Bring oil to 375 degrees. Remove potatoes from water to a clean kitchen towel and pat dry. Add about half or 1/3 of the potatoes to the oil and blanch for about 2 minutes. Remove from oil to paper towels. Let sit until room temperature. When you're about 10 minutes out from dinner, heat up the oil again to 375 and cook and additional 4 minutes (until golden brown).

TIP: Make sure your oil is back up to 375 before doing subsequent batches.
TIP: You can freeze after the blanch stage for future use.

Salt and enjoy!

Thursday, June 13, 2013

Texas Sheet Cake

Cake:
2 cups flour
2 cups sugar
1 tsp baking soda
1/2 tsp salt
1/2 cup sour cream
2 eggs
1 cup butter
1 cup water
5 TB unsweetened cocoa powder


Preheat oven to 350. Grease and flour jelly roll (10x15") pan.

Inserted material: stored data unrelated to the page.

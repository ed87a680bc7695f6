//! One claimed task, carried from the scheduler loop to a worker.

use tracing::{debug, error, info, warn};

use crate::error::{CommandError, TaskFailure};
use crate::runner::CommandRunner;
use crate::store::TaskStore;

/// Immutable unit of work: a claimed task's id and command.
#[derive(Debug, Clone, PartialEq, Eq)]
pub struct Job {
    pub task_id: i64,
    pub command: String,
}

impl Job {
    pub fn new(task_id: i64, command: impl Into<String>) -> Self {
        Self {
            task_id,
            command: command.into(),
        }
    }
}

/// Terminal outcome of a job, as written to the store.
#[derive(Debug, Clone, PartialEq, Eq)]
pub enum JobOutcome {
    Completed,
    Failed(TaskFailure),
}

/// Run a claimed task to a terminal status.
///
/// The cancellation flag is read once before the command starts. Store write
/// failures are logged and absorbed; the task is then left `running`.
pub async fn execute_job(job: Job, store: &dyn TaskStore, runner: &CommandRunner) -> JobOutcome {
    let Job { task_id, command } = job;

    let cancelled = match store.is_cancel_requested(task_id).await {
        Ok(flag) => flag,
        Err(e) => {
            warn!(task_id, error = %e, "Could not read cancel flag, running anyway");
            false
        }
    };

    if cancelled {
        info!(task_id, "Task cancelled before start");
        let failure = TaskFailure::Canceled;
        record_failure(store, task_id, &failure, "").await;
        return JobOutcome::Failed(failure);
    }

    debug!(task_id, command = %command, "Running task");

    match runner.run(&command).await {
        Ok(out) => match out.failure() {
            None => {
                if let Err(e) = store.record_success(task_id, &out.output).await {
                    error!(task_id, error = %e, "Failed to record task success");
                }
                info!(task_id, "Task completed");
                JobOutcome::Completed
            }
            Some(failure) => {
                info!(task_id, reason = %failure, "Task failed");
                record_failure(store, task_id, &failure, &out.output).await;
                JobOutcome::Failed(failure)
            }
        },
        Err(e) => {
            let failure = match e {
                CommandError::Spawn(_) => TaskFailure::SpawnFailed,
                CommandError::Io(_) => TaskFailure::OutputLost,
            };
            warn!(task_id, error = %e, "Task command could not run");
            record_failure(store, task_id, &failure, "").await;
            JobOutcome::Failed(failure)
        }
    }
}

async fn record_failure(store: &dyn TaskStore, task_id: i64, failure: &TaskFailure, output: &str) {
    if let Err(e) = store
        .record_failure(task_id, &failure.to_string(), output)
        .await
    {
        error!(task_id, error = %e, "Failed to record task failure");
    }
}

Combine flour, sugar, soda, and salt. Beat in sour cream and eggs. Set aside. Melt the butter on low in a saucepan, add water and cocoa. Bring mixture to a boil and remove from heat. Allow to cool a little, then stir into egg mixture, mix until blended. Pour batter into pan. Bake for 20 minutes or until toothpick comes out clean.

Frosting:
6 TB milk
5 TB unsweetened cocoa powder
1/2 cup butter
4 cups powdered sugar
1 tsp vanilla
1 cup chopped nuts (optional)


In large saucepan, combine milk, cocoa and butter. Bring to a boil and remove from heat. Stir in powdered sugar and vanilla. Fold in nuts, if using. Mix until well blended.

Frost cake while warm.

Sunday, October 14, 2012

Strawberry Chocolate Ganache Cupcakes



Bake 1 Devils Food Cake mix for 24 cupcakes.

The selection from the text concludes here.